Once CPOE is fully implemented in a hospital, order processing is speeded up considerably. “Orders are entered electronically right off the bat at the point of care, and they go instantly to wherever they’re supposed to go,” says Whitty. “The hospital workings become less about pushing paper around the system and much more about fulfilling needs. You get faster diagnoses and more responsive care.”
In addition, the CPOE now issues automated alerts that notify clinicians of important information, from supporting safer medication administration to highlighting overdue patient care activities.
Whitty says getting hard numbers about time savings is difficult, as there’s no accurate pre-CPOE baseline for processing paper orders at most hospitals. “Also, because we phased it in gradually, we didn’t have a particular go-live date to measure before and after. And there was no system to track medication errors before. ”
However, Health PEI has been able to measure some aspects. “We’ve been able to take an hour off the delivery time for non-stat antibiotic orders. We’ve also seen a 34 percent improvement in medication reconciliation at our largest hospital.”
Whitty says he would recommend PEI’s phased, gradual approach by order type and staff category to other hospitals planning their CPOE implementations, as there were virtually no glitches in PEI’s rollout. “PEI is a small place, so everything gets reported on in our newspapers. But our CPOE implementation didn’t make the news at all.”

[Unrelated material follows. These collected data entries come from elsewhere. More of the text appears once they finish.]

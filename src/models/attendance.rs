// SPDX-License-Identifier: MIT
// Copyright 2026 Roland Dreier <roland@kernel.org>

//! Attendance record model for storage and API.

use serde::{Deserialize, Serialize};
#[cfg(feature = "binding-generation")]
use ts_rs::TS;

/// `verifiedBy` value written by the QR scanner endpoint.
pub const SCANNER_VERIFIER: &str = "qr_scanner";

/// Attendance status of a member for one activity.
#[derive(Debug, Clone, Copy, PartialEq, Eq, Serialize, Deserialize)]
#[serde(rename_all = "lowercase")]
#[cfg_attr(feature = "binding-generation", derive(TS))]
#[cfg_attr(
    feature = "binding-generation",
    ts(export, export_to = "web/src/lib/generated/")
)]
pub enum AttendanceStatus {
    Present,
    Absent,
}

/// Attendance record stored in Firestore.
///
/// Stored in camelCase; the web app reads the same collection.
#[derive(Debug, Clone, PartialEq, Serialize, Deserialize)]
#[serde(rename_all = "camelCase")]
#[cfg_attr(feature = "binding-generation", derive(TS))]
#[cfg_attr(
    feature = "binding-generation",
    ts(export, export_to = "web/src/lib/generated/")
)]
pub struct AttendanceRecord {
    /// Firestore document ID the record was read from.
    ///
    /// Only set on reads; records created by the web app may use
    /// auto-generated IDs instead of [`AttendanceRecord::document_id`].
    #[serde(default, alias = "_firestore_id", skip_serializing)]
    #[cfg_attr(feature = "binding-generation", ts(skip))]
    pub doc_id: Option<String>,
    /// Member ID
    pub user_id: String,
    /// Activity (event) ID
    pub activity_id: String,
    pub status: AttendanceStatus,
    /// When the scan was accepted (ISO 8601)
    pub timestamp: String,
    /// Who verified the attendance
    pub verified_by: String,
    pub created_at: String,
    pub updated_at: String,
}

impl AttendanceRecord {
    /// New record for a freshly accepted scan.
    pub fn new_present(user_id: &str, activity_id: &str, now: &str) -> Self {
        Self {
            doc_id: None,
            user_id: user_id.to_string(),
            activity_id: activity_id.to_string(),
            status: AttendanceStatus::Present,
            timestamp: now.to_string(),
            verified_by: SCANNER_VERIFIER.to_string(),
            created_at: now.to_string(),
            updated_at: now.to_string(),
        }
    }

    pub fn is_present(&self) -> bool {
        self.status == AttendanceStatus::Present
    }

    /// Transition to `present` as verified by the scanner.
    ///
    /// `created_at` is kept as-is.
    pub fn mark_present(&mut self, now: &str) {
        self.status = AttendanceStatus::Present;
        self.timestamp = now.to_string();
        self.verified_by = SCANNER_VERIFIER.to_string();
        self.updated_at = now.to_string();
    }

    /// Deterministic document ID for a (user, activity) pair.
    ///
    /// Both parts are percent-encoded, so the `:` separator can't appear
    /// inside either part and distinct pairs never share an ID. The `att:`
    /// prefix keeps IDs out of Firestore's reserved `__.*__` range.
    pub fn document_id(user_id: &str, activity_id: &str) -> String {
        format!(
            "att:{}:{}",
            urlencoding::encode(activity_id),
            urlencoding::encode(user_id)
        )
    }

    /// ID this record is stored under: the one it was read from, else the
    /// deterministic one.
    pub fn storage_id(&self) -> String {
        self.doc_id
            .clone()
            .unwrap_or_else(|| Self::document_id(&self.user_id, &self.activity_id))
    }
}

#[cfg(test)]
mod tests {
    use super::*;

    #[test]
    fn test_document_id_is_unambiguous() {
        assert_eq!(AttendanceRecord::document_id("u1", "a1"), "att:a1:u1");
        assert_ne!(
            AttendanceRecord::document_id("b:c", "a"),
            AttendanceRecord::document_id("c", "a:b")
        );
        assert!(!AttendanceRecord::document_id("x/y", "act").contains('/'));
    }

    #[test]
    fn test_document_id_avoids_reserved_names() {
        // Firestore rejects IDs matching `__.*__`.
        let id = AttendanceRecord::document_id("y__", "__x");
        assert!(!(id.starts_with("__") && id.ends_with("__")));
        assert!(id.starts_with("att:"));
    }

    #[test]
    fn test_storage_id_prefers_read_id() {
        let mut record = AttendanceRecord::new_present("u1", "a1", "2025-01-01T00:00:00.000Z");
        assert_eq!(record.storage_id(), "att:a1:u1");

        record.doc_id = Some("Xk2legacyAutoId".to_string());
        assert_eq!(record.storage_id(), "Xk2legacyAutoId");
    }

    #[test]
    fn test_mark_present_keeps_created_at() {
        let mut record = AttendanceRecord::new_present("u1", "a1", "2025-01-01T00:00:00.000Z");
        record.status = AttendanceStatus::Absent;
        record.verified_by = "admin".to_string();

        record.mark_present("2025-01-02T00:00:00.000Z");

        assert!(record.is_present());
        assert_eq!(record.verified_by, SCANNER_VERIFIER);
        assert_eq!(record.created_at, "2025-01-01T00:00:00.000Z");
        assert_eq!(record.updated_at, "2025-01-02T00:00:00.000Z");
    }

    #[test]
    fn test_serializes_camel_case() {
        let record = AttendanceRecord::new_present("u1", "a1", "2025-01-01T00:00:00.000Z");
        let json = serde_json::to_value(&record).unwrap();
        assert_eq!(json["userId"], "u1");
        assert_eq!(json["activityId"], "a1");
        assert_eq!(json["status"], "present");
        assert_eq!(json["verifiedBy"], SCANNER_VERIFIER);
        assert!(json.get("docId").is_none());
    }

    #[test]
    fn test_reads_firestore_id() {
        let record: AttendanceRecord = serde_json::from_value(serde_json::json!({
            "_firestore_id": "Xk2legacyAutoId",
            "userId": "u1",
            "activityId": "a1",
            "status": "absent",
            "timestamp": "2025-01-01T00:00:00.000Z",
            "verifiedBy": "admin",
            "createdAt": "2025-01-01T00:00:00.000Z",
            "updatedAt": "2025-01-01T00:00:00.000Z"
        }))
        .unwrap();
        assert_eq!(record.doc_id.as_deref(), Some("Xk2legacyAutoId"));
        assert_eq!(record.status, AttendanceStatus::Absent);
    }
}
// SPDX-License-Identifier: MIT
// Copyright 2026 Roland Dreier <roland@rolandd.dev>

//! Application error types with consistent API responses.

use axum::{
    http::StatusCode,
    response::{IntoResponse, Response},
    Json,
};
use serde::Serialize;

/// Application error type that converts to HTTP responses.
#[derive(Debug, thiserror::Error)]
pub enum AppError {
    #[error("Missing required fields: {0}")]
    MissingFields(String),

    #[error("Invalid request: {0}")]
    BadRequest(String),

    #[error("QR token signature mismatch")]
    InvalidSignature,

    #[error("QR token expired")]
    QrExpired,

    #[error("QR token timestamp is not a valid ISO-8601 datetime")]
    InvalidTimestamp,

    #[error("Server misconfigured: {0}")]
    Misconfigured(&'static str),

    #[error("Database error: {0}")]
    Database(String),

    #[error("Internal server error: {0}")]
    Internal(#[from] anyhow::Error),
}

/// JSON error response body
#[derive(Serialize)]
struct ErrorResponse {
    error: String,
    #[serde(skip_serializing_if = "Option::is_none")]
    details: Option<String>,
}

impl AppError {
    /// Machine-readable reason string returned in the `error` field.
    pub fn code(&self) -> &'static str {
        match self {
            AppError::MissingFields(_) => "missing_fields",
            AppError::BadRequest(_) => "bad_request",
            AppError::InvalidSignature => "invalid_signature",
            AppError::QrExpired => "qr_expired",
            AppError::InvalidTimestamp => "invalid_timestamp",
            AppError::Misconfigured(_) => "server_misconfigured",
            AppError::Database(_) | AppError::Internal(_) => "internal_error",
        }
    }

    pub fn status(&self) -> StatusCode {
        match self {
            AppError::MissingFields(_)
            | AppError::BadRequest(_)
            | AppError::QrExpired
            | AppError::InvalidTimestamp => StatusCode::BAD_REQUEST,
            AppError::InvalidSignature => StatusCode::UNAUTHORIZED,
            AppError::Misconfigured(_) | AppError::Database(_) | AppError::Internal(_) => {
                StatusCode::INTERNAL_SERVER_ERROR
            }
        }
    }
}

impl IntoResponse for AppError {
    fn into_response(self) -> Response {
        let details = match &self {
            AppError::MissingFields(fields) => Some(fields.clone()),
            AppError::BadRequest(msg) => Some(msg.clone()),
            AppError::Misconfigured(what) => {
                tracing::error!(missing = what, "Server misconfiguration");
                None
            }
            AppError::Database(msg) => {
                tracing::error!(error = %msg, "Database error");
                None
            }
            AppError::Internal(err) => {
                tracing::error!(error = %err, "Internal server error");
                None
            }
            AppError::InvalidSignature | AppError::QrExpired | AppError::InvalidTimestamp => None,
        };

        let body = ErrorResponse {
            error: self.code().to_string(),
            details,
        };

        (self.status(), Json(body)).into_response()
    }
}

/// Result type alias for handlers
pub type Result<T> = std::result::Result<T, AppError>;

The PEI CPOE project team won the 2014 Canadian Health Informatics Award for its efforts. “This is a tribute to the people behind the technology,” says Jim Shave, president of Cerner Canada. “Cerner’s partnership with Health PEI has helped establish a robust EHR system for the residents of PEI.”
There’s a positive trend afoot as more and more hospitals are going live with CPOE systems, adds Shave. “Over the past two years, we’ve gone live with CPOE at more than 30 sites, representing more than 13,000 clinical end-users across Cerner sites in Canada. When we get to this level of automation, then we can start to set our sights on more complex areas like population health management. I can’t wait for us to be in a position to use the data we’re collecting to advance healthcare in new ways.”